Un risotto al curry con Renzo e Lucia (Nadia Terranova)

“Posto” con una certa commozione le pagine (tratte dal settimanale “Pagina 99”) di una scrittrice siciliana che – secondo i miei parametri – visto che ha l'età dei miei figli è giovane. Di lei avevo letto pochissimo, una o due recensioni nel domenicale de “Il Sole 24 Ore”, buone ma non memorabili. E invece questo reportage di un viaggio nel lecchese alla ricerca del Manzoni, che è anche un viaggio nel suo romanzo, un confronto con il suo monumento, una interrogazione sull'essere italiani e voler essere scrittori, mi è parso cosa assai pregevole, nel suo piccolo un capolavoro, che raccomando a tutti gli appassionati di belle lettere. (S.L.L.)
Villa Manzoni a Lecco
La cucina tipica di Lecco è indiana. O almeno è l’idea che me ne faccio quando, saltata giù a metà tragitto dal regionale che dal capoluogo lombardo arriva fino a Tirano, decisa a trascorrere una giornata sul ramo del lago di Como che volge a mezzogiorno, cerco su Tripadvisor i ristoranti consigliati. Altro che polenta e stufato, oggi Renzo e Lucia godrebbero insieme a me di un riso alle mandorle e curry, scambierebbero quattro chiacchiere con l’oste in turbante dai lunghi baffi all’insù e Tramaglino brinderebbe: «Al pane – pardon, al chapati – ci penserà la Provvidenza».
Gli entusiasti di internet non sbagliano: ceno dando le spalle al lago, annego nell’amaranto agrodolce della salsa, e intanto riavvolgo il nastro delle ultime ore passate a camminare dentro e fuori il romanzo che ha fondato l’Italia, mettendo in fila i luoghi da sempre immaginati e finalmente calpestati.
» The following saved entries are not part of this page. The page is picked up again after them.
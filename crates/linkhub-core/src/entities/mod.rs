//! Domain entities - core business objects

mod link;
mod stats;
mod user;
mod view;

pub use link::Link;
pub use stats::{
    DailyCount, PlatformStats, UserCounts, UserPage, UserQuery, UserStatusFilter, UserWithCounts,
};
pub use user::User;
pub use view::View;
//! Application configuration structs
//!
//! Loads configuration from environment variables (and a `.env` file when
//! one is present).

use std::env;
use std::fmt;
use std::str::FromStr;

use super::providers::AuthProvidersConfig;

/// Main application configuration
#[derive(Debug, Clone)]
pub struct AppConfig {
    pub app: AppSettings,
    pub api: ServerConfig,
    pub database: DatabaseConfig,
    /// `None` disables response caching
    pub redis: Option<RedisConfig>,
    pub session: SessionConfig,
    pub password: PasswordConfig,
    pub rate_limit: RateLimitConfig,
    pub cors: CorsConfig,
    pub auth_providers: AuthProvidersConfig,
}

/// General application settings
#[derive(Debug, Clone)]
pub struct AppSettings {
    pub name: String,
    pub env: Environment,
}

/// Environment type
#[derive(Debug, Clone, Copy, PartialEq, Eq, Default)]
pub enum Environment {
    #[default]
    Development,
    Staging,
    Production,
}

impl Environment {
    #[must_use]
    pub fn is_production(&self) -> bool {
        matches!(self, Self::Production)
    }

    #[must_use]
    pub fn is_development(&self) -> bool {
        matches!(self, Self::Development)
    }

    fn parse(s: &str) -> Option<Self> {
        match s.to_lowercase().as_str() {
            "production" => Some(Self::Production),
            "staging" => Some(Self::Staging),
            "development" => Some(Self::Development),
            _ => None,
        }
    }
}

/// HTTP server configuration
#[derive(Debug, Clone)]
pub struct ServerConfig {
    pub host: String,
    pub port: u16,
}

impl ServerConfig {
    #[must_use]
    pub fn address(&self) -> String {
        format!("{}:{}", self.host, self.port)
    }
}

/// Database configuration
#[derive(Debug, Clone)]
pub struct DatabaseConfig {
    pub url: String,
    pub max_connections: u32,
    pub min_connections: u32,
    /// Apply pending migrations at startup
    pub run_migrations: bool,
}

/// Redis configuration
#[derive(Debug, Clone)]
pub struct RedisConfig {
    pub url: String,
    pub max_connections: u32,
}

/// Session token configuration
#[derive(Clone)]
pub struct SessionConfig {
    /// HS256 signing key
    pub secret: String,
    pub ttl_seconds: i64,
    pub cookie_name: String,
}

impl fmt::Debug for SessionConfig {
    fn fmt(&self, f: &mut fmt::Formatter<'_>) -> fmt::Result {
        f.debug_struct("SessionConfig")
            .field("ttl_seconds", &self.ttl_seconds)
            .field("cookie_name", &self.cookie_name)
            .finish_non_exhaustive()
    }
}

/// Argon2id cost parameters
#[derive(Debug, Clone, Copy)]
pub struct PasswordConfig {
    pub memory_kib: u32,
    pub iterations: u32,
}

impl Default for PasswordConfig {
    fn default() -> Self {
        Self {
            memory_kib: default_password_memory_kib(),
            iterations: default_password_iterations(),
        }
    }
}

/// Rate limiting configuration
#[derive(Debug, Clone)]
pub struct RateLimitConfig {
    pub requests_per_second: u32,
    pub burst: u32,
}

/// CORS configuration
#[derive(Debug, Clone, Default)]
pub struct CorsConfig {
    pub allowed_origins: Vec<String>,
}

// Default value functions
fn default_app_name() -> String {
    "linkhub".to_string()
}

fn default_host() -> String {
    "0.0.0.0".to_string()
}

fn default_port() -> u16 {
    3000
}

fn default_max_connections() -> u32 {
    20
}

fn default_min_connections() -> u32 {
    5
}

fn default_redis_max_connections() -> u32 {
    10
}

fn default_session_ttl() -> i64 {
    2_592_000 // 30 days
}

fn default_cookie_name() -> String {
    "linkhub_session".to_string()
}

fn default_password_memory_kib() -> u32 {
    19_456
}

fn default_password_iterations() -> u32 {
    2
}

fn default_requests_per_second() -> u32 {
    10
}

fn default_burst() -> u32 {
    50
}

/// Parse an optional variable, falling back to `default` when unset
fn parse_or<T: FromStr>(
    lookup: &impl Fn(&str) -> Option<String>,
    key: &'static str,
    default: impl FnOnce() -> T,
) -> Result<T, ConfigError> {
    match lookup(key) {
        Some(raw) => raw
            .trim()
            .parse()
            .map_err(|_| ConfigError::InvalidValue(key, raw)),
        None => Ok(default()),
    }
}

fn required(
    lookup: &impl Fn(&str) -> Option<String>,
    key: &'static str,
) -> Result<String, ConfigError> {
    lookup(key)
        .filter(|v| !v.is_empty())
        .ok_or(ConfigError::MissingVar(key))
}

impl AppConfig {
    /// Load configuration from environment variables
    ///
    /// # Errors
    /// Returns an error if required environment variables are missing
    pub fn from_env() -> Result<Self, ConfigError> {
        // Load .env file if present (ignore errors if not found)
        let _ = dotenvy::dotenv();

        Self::from_lookup(|key| env::var(key).ok())
    }

    /// Build configuration from an arbitrary variable source
    ///
    /// # Errors
    /// Returns an error if required variables are missing or malformed
    pub fn from_lookup(lookup: impl Fn(&str) -> Option<String>) -> Result<Self, ConfigError> {
        let env = match lookup("APP_ENV") {
            Some(raw) => Environment::parse(&raw)
                .ok_or(ConfigError::InvalidValue("APP_ENV", raw))?,
            None => Environment::default(),
        };

        let redis = match lookup("REDIS_URL").filter(|url| !url.is_empty()) {
            Some(url) => Some(RedisConfig {
                url,
                max_connections: parse_or(
                    &lookup,
                    "REDIS_MAX_CONNECTIONS",
                    default_redis_max_connections,
                )?,
            }),
            None => None,
        };

        Ok(Self {
            app: AppSettings {
                name: lookup("APP_NAME").unwrap_or_else(default_app_name),
                env,
            },
            api: ServerConfig {
                host: lookup("API_HOST").unwrap_or_else(default_host),
                port: parse_or(&lookup, "API_PORT", default_port)?,
            },
            database: DatabaseConfig {
                url: required(&lookup, "DATABASE_URL")?,
                max_connections: parse_or(
                    &lookup,
                    "DATABASE_MAX_CONNECTIONS",
                    default_max_connections,
                )?,
                min_connections: parse_or(
                    &lookup,
                    "DATABASE_MIN_CONNECTIONS",
                    default_min_connections,
                )?,
                run_migrations: parse_or(&lookup, "DATABASE_RUN_MIGRATIONS", || true)?,
            },
            redis,
            session: SessionConfig {
                secret: required(&lookup, "SESSION_SECRET")?,
                ttl_seconds: parse_or(&lookup, "SESSION_TTL_SECONDS", default_session_ttl)?,
                cookie_name: lookup("SESSION_COOKIE_NAME").unwrap_or_else(default_cookie_name),
            },
            password: PasswordConfig {
                memory_kib: parse_or(
                    &lookup,
                    "PASSWORD_HASH_MEMORY_KIB",
                    default_password_memory_kib,
                )?,
                iterations: parse_or(
                    &lookup,
                    "PASSWORD_HASH_ITERATIONS",
                    default_password_iterations,
                )?,
            },
            rate_limit: RateLimitConfig {
                requests_per_second: parse_or(
                    &lookup,
                    "RATE_LIMIT_REQUESTS_PER_SECOND",
                    default_requests_per_second,
                )?,
                burst: parse_or(&lookup, "RATE_LIMIT_BURST", default_burst)?,
            },
            cors: CorsConfig {
                allowed_origins: lookup("CORS_ALLOWED_ORIGINS")
                    .map(|s| {
                        s.split(',')
                            .map(str::trim)
                            .filter(|o| !o.is_empty())
                            .map(String::from)
                            .collect()
                    })
                    .unwrap_or_default(),
            },
            auth_providers: AuthProvidersConfig::from_lookup(&lookup),
        })
    }
}

/// Configuration errors
#[derive(Debug, thiserror::Error)]
pub enum ConfigError {
    #[error("Missing required environment variable: {0}")]
    MissingVar(&'static str),

    #[error("Invalid value for {0}: {1}")]
    InvalidValue(&'static str, String),
}
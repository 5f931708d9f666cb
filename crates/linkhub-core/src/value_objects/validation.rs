//! Field format rules shared by registration, profile edits and links

use validator::{ValidateEmail, ValidateUrl};

/// Usernames are non-empty and limited to ASCII letters, digits and `_`
#[must_use]
pub fn is_valid_username(username: &str) -> bool {
    !username.is_empty()
        && username
            .chars()
            .all(|c| c.is_ascii_alphanumeric() || c == '_')
}

#[must_use]
pub fn is_valid_email(email: &str) -> bool {
    email.validate_email()
}

/// Links must be absolute URLs
#[must_use]
pub fn is_valid_url(url: &str) -> bool {
    url.validate_url()
}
Il viaggio è cominciato così, chiedendo semplicemente dove fosse Villa Manzoni. Lecco è piccola, giro con la cartina fra le mani, sono certa di andare nella direzione giusta, ma ugualmente voglio domandare, interrogare la gente. Facce perplesse, qualche indicazione approssimativa e infine il consiglio migliore: chieda del centro commerciale, quello tutti sanno dov’è.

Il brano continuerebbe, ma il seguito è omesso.